Tetherless World Constellation, Rensselaer Polytechnic Institute
- The Semantic Data Dictionary Approach to Data Annotation & Integration, International Semantic Web Conference 2017 Semantic Science (SemSci) workshop paper
A standard approach to describing datasets is through the use of data dictionaries: tables which contain information about the content, description, and format of each data variable. While this approach is helpful for a human readability, it is difficult for a machine to understand the meaning behind the data. Consequently, tasks involving the combination of data from multiple sources, such as data integration or schema merging, are not easily automated. In response, we present the Semantic Data Dictionary (SDD) specification, which allows for extension and integration of data from multiple domains using a common metadata standard. We have developed a structure based on the Semanticscience Integrated Ontology’s (SIO) high-level, domain-agnostic conceptualization of scientific data, which is then annotated with more specific terminology from domain-relevant ontologies. The SDD format will make the specification, curation and search of data much easier than direct search of data dictionaries through terminology alignment, but also through the use of "compositional" classes for column descriptions, rather than needing a 1:1 mapping from column to class.

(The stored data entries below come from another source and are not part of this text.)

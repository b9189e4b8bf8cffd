//! Home Assistant MQTT discovery payloads.
//!
//! A retained JSON blob on a well-known config topic tells Home Assistant
//! an entity exists and how to display/control it. All entities of one
//! bridge instance share the same device block, keyed by a stable machine
//! token, so Home Assistant groups them (and restarts) under one device.

use serde::{Deserialize, Serialize};

use crate::switch::{SwitchPayload, SwitchType};
use crate::topic::{SensorTopics, SwitchTopics};

/// Device identity block shared by every entity of one bridge instance.
#[derive(Debug, Clone, PartialEq, Eq, Serialize, Deserialize)]
pub struct DeviceIdentity {
    pub name: String,
    /// Stable per-machine token; must survive restarts.
    pub identifiers: Vec<String>,
    pub manufacturer: String,
    pub sw_version: String,
}

impl DeviceIdentity {
    #[must_use]
    pub fn new(name: impl Into<String>, machine_token: impl Into<String>) -> Self {
        Self {
            name: name.into(),
            identifiers: vec![machine_token.into()],
            manufacturer: "castbridge".to_string(),
            sw_version: env!("CARGO_PKG_VERSION").to_string(),
        }
    }
}

/// Availability block advertised by persistent switches.
#[derive(Debug, Clone, PartialEq, Eq, Serialize, Deserialize)]
pub struct AvailabilityConfig {
    pub topic: String,
    pub payload_available: SwitchPayload,
    pub payload_not_available: SwitchPayload,
}

impl AvailabilityConfig {
    #[must_use]
    pub fn new(topic: impl Into<String>) -> Self {
        Self {
            topic: topic.into(),
            payload_available: SwitchPayload::On,
            payload_not_available: SwitchPayload::Off,
        }
    }
}

/// One entity's discovery config payload.
#[derive(Debug, Clone, PartialEq, Serialize, Deserialize)]
pub struct DiscoveryConfig {
    pub name: String,
    pub unique_id: String,
    pub device: DeviceIdentity,
    pub state_topic: String,
    #[serde(skip_serializing_if = "Option::is_none")]
    pub command_topic: Option<String>,
    #[serde(skip_serializing_if = "Option::is_none")]
    pub payload_on: Option<SwitchPayload>,
    #[serde(skip_serializing_if = "Option::is_none")]
    pub payload_off: Option<SwitchPayload>,
    #[serde(skip_serializing_if = "Option::is_none")]
    pub availability: Option<AvailabilityConfig>,
    #[serde(skip_serializing_if = "Option::is_none")]
    pub icon: Option<String>,
    #[serde(skip_serializing_if = "Option::is_none")]
    pub json_attributes_topic: Option<String>,
}

impl DiscoveryConfig {
    /// Config for the aggregate status sensor.
    #[must_use]
    pub fn sensor(sensor_name: &str, device: DeviceIdentity, topics: &SensorTopics) -> Self {
        Self {
            name: sensor_name.to_string(),
            unique_id: sensor_name.to_string(),
            device,
            state_topic: topics.state.clone(),
            command_topic: None,
            payload_on: None,
            payload_off: None,
            availability: None,
            icon: None,
            json_attributes_topic: Some(topics.attributes.clone()),
        }
    }

    /// Config for a persistent switch of the given kind.
    #[must_use]
    pub fn persistent_switch(
        kind: SwitchType,
        sensor_name: &str,
        device: DeviceIdentity,
        topics: &SwitchTopics,
    ) -> Self {
        Self {
            name: format!("{sensor_name} {}", kind.label()),
            unique_id: format!("{sensor_name}_{kind}"),
            device,
            state_topic: topics.state.clone(),
            command_topic: Some(topics.command.clone()),
            payload_on: Some(SwitchPayload::On),
            payload_off: Some(SwitchPayload::Off),
            availability: topics.availability.as_deref().map(AvailabilityConfig::new),
            icon: Some(kind_icon(kind).to_string()),
            json_attributes_topic: None,
        }
    }

    /// Config for an ephemeral profile switch.
    #[must_use]
    pub fn profile_switch(
        profile_name: &str,
        sensor_name: &str,
        device: DeviceIdentity,
        topics: &SwitchTopics,
    ) -> Self {
        Self {
            name: format!("{profile_name} Profile"),
            unique_id: format!("{sensor_name}_{profile_name}_profile"),
            device,
            state_topic: topics.state.clone(),
            command_topic: Some(topics.command.clone()),
            payload_on: Some(SwitchPayload::On),
            payload_off: Some(SwitchPayload::Off),
            availability: None,
            icon: Some(profile_icon(profile_name)),
            json_attributes_topic: None,
        }
    }

    /// Serialize the payload for publishing.
    ///
    /// Serialization is deterministic (fixed struct field order), so
    /// republishing an unchanged config yields byte-identical output.
    ///
    /// # Errors
    ///
    /// Returns the underlying `serde_json` error, which for this payload
    /// shape only occurs on allocation failure.
    pub fn to_payload(&self) -> Result<Vec<u8>, serde_json::Error> {
        serde_json::to_vec(self)
    }
}

fn kind_icon(kind: SwitchType) -> &'static str {
    match kind {
        SwitchType::Record => "mdi:record",
        _ => "mdi:broadcast",
    }
}

/// `mdi:alpha-<letter>-box` badge for a profile, from the first ASCII
/// letter of its name; anything else falls back to a neutral icon.
fn profile_icon(profile_name: &str) -> String {
    match profile_name.chars().next() {
        Some(c) if c.is_ascii_alphabetic() => {
            format!("mdi:alpha-{}-box", c.to_ascii_lowercase())
        }
        _ => "mdi:video-switch".to_string(),
    }
}
//! MQTT topic namespace — pure derivation plus the reverse kind lookup.
//!
//! All topics hang off a configured base channel; the Home Assistant
//! discovery component (`sensor`/`switch`) is always the first segment
//! after it.

use crate::switch::SwitchType;

/// Topics owned by the aggregate status sensor.
#[derive(Debug, Clone, PartialEq, Eq)]
pub struct SensorTopics {
    pub config: String,
    pub state: String,
    pub attributes: String,
}

impl SensorTopics {
    #[must_use]
    pub fn new(base_channel: &str, sensor_name: &str) -> Self {
        Self {
            config: format!("{base_channel}/sensor/{sensor_name}/config"),
            state: format!("{base_channel}/sensor/{sensor_name}/state"),
            attributes: format!("{base_channel}/sensor/{sensor_name}/attributes"),
        }
    }
}

/// Topics owned by one switch entity.
#[derive(Debug, Clone, PartialEq, Eq)]
pub struct SwitchTopics {
    pub config: String,
    pub state: String,
    pub command: String,
    /// Present for persistent kinds only.
    pub availability: Option<String>,
}

impl SwitchTopics {
    /// Topics for a persistent switch (`record`, `stream`, `virtual_camera`).
    ///
    /// The config topic gets its own `<sensor>_<kind>` segment while the
    /// runtime topics share the `<sensor>/<kind>` subtree.
    #[must_use]
    pub fn persistent(base_channel: &str, sensor_name: &str, kind: SwitchType) -> Self {
        debug_assert!(kind.has_availability(), "profile switches are not persistent");
        let kind = kind.as_str();
        Self {
            config: format!("{base_channel}/switch/{sensor_name}_{kind}/config"),
            state: format!("{base_channel}/switch/{sensor_name}/{kind}/state"),
            command: format!("{base_channel}/switch/{sensor_name}/{kind}/set"),
            availability: Some(format!(
                "{base_channel}/switch/{sensor_name}/{kind}/available"
            )),
        }
    }

    /// Topics for an ephemeral profile switch.
    ///
    /// The command topic carries the `profile` family segment so inbound
    /// messages can be routed without consulting the registry first.
    #[must_use]
    pub fn profile(base_channel: &str, profile_name: &str) -> Self {
        Self {
            config: format!("{base_channel}/switch/{profile_name}/config"),
            state: format!("{base_channel}/switch/{profile_name}/state"),
            command: format!("{base_channel}/switch/{profile_name}/profile/set"),
            availability: None,
        }
    }
}

/// Recover the switch family addressed by an inbound command topic.
///
/// Command topics end in `<kind>/set`; anything else — state echoes,
/// retained foreign traffic, malformed paths — yields `None`, which callers
/// treat as a silent no-op.
#[must_use]
pub fn command_topic_kind(topic: &str) -> Option<SwitchType> {
    let mut segments = topic.rsplit('/');
    if segments.next()? != "set" {
        return None;
    }
    segments.next()?.parse().ok()
}
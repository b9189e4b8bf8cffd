//! Stable machine identity for the discovery device block.
//!
//! Home Assistant groups entities by `device.identifiers`, so the token
//! must survive restarts and stay unique per machine. The systemd machine
//! id is the best candidate; the kernel hostname is the portable fallback.

use std::fs;
use std::path::Path;

/// Resolve a stable per-machine token.
///
/// Tries, in order: `/etc/machine-id`, `/var/lib/dbus/machine-id`, the
/// kernel hostname. `fallback` (typically the configured sensor name) is
/// used when none of those are readable.
#[must_use]
pub fn machine_token(fallback: &str) -> String {
    read_token(Path::new("/etc/machine-id"))
        .or_else(|| read_token(Path::new("/var/lib/dbus/machine-id")))
        .or_else(|| read_token(Path::new("/proc/sys/kernel/hostname")))
        .unwrap_or_else(|| fallback.to_string())
}

fn read_token(path: &Path) -> Option<String> {
    let content = fs::read_to_string(path).ok()?;
    let token = content.trim();
    if token.is_empty() {
        return None;
    }
    Some(token.to_string())
}

#[cfg(test)]
mod tests {
    use super::*;

    #[test]
    fn should_read_and_trim_token_file() {
        let path = std::env::temp_dir().join("castbridge-identity-test");
        fs::write(&path, "3f2a9cdeadbeef\n").unwrap();

        assert_eq!(read_token(&path), Some("3f2a9cdeadbeef".to_string()));

        fs::remove_file(&path).ok();
    }

    #[test]
    fn should_skip_empty_token_file() {
        let path = std::env::temp_dir().join("castbridge-identity-empty");
        fs::write(&path, "\n").unwrap();

        assert_eq!(read_token(&path), None);

        fs::remove_file(&path).ok();
    }

    #[test]
    fn should_skip_missing_token_file() {
        assert_eq!(read_token(Path::new("/nonexistent/machine-id")), None);
    }

    #[test]
    fn should_produce_a_stable_non_empty_token() {
        let first = machine_token("studio");
        let second = machine_token("studio");
        assert!(!first.is_empty());
        assert_eq!(first, second);
    }
}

The Semantic Data Dictionary is a specification formalizing how to assign a semantic representation of data by annotating dataset variables and their values using concepts from best practice vocabularies and ontologies. It is a collection of individual documents that each play a role in creating a concise and consistent knowledge representation, including the Dictionary Mapping, Codebook, Timeline, and Code Mapping specifications, and the Infosheet, which is used to link these Semantic Data Dictionary elements together. Throughout this website, each of these elements are described.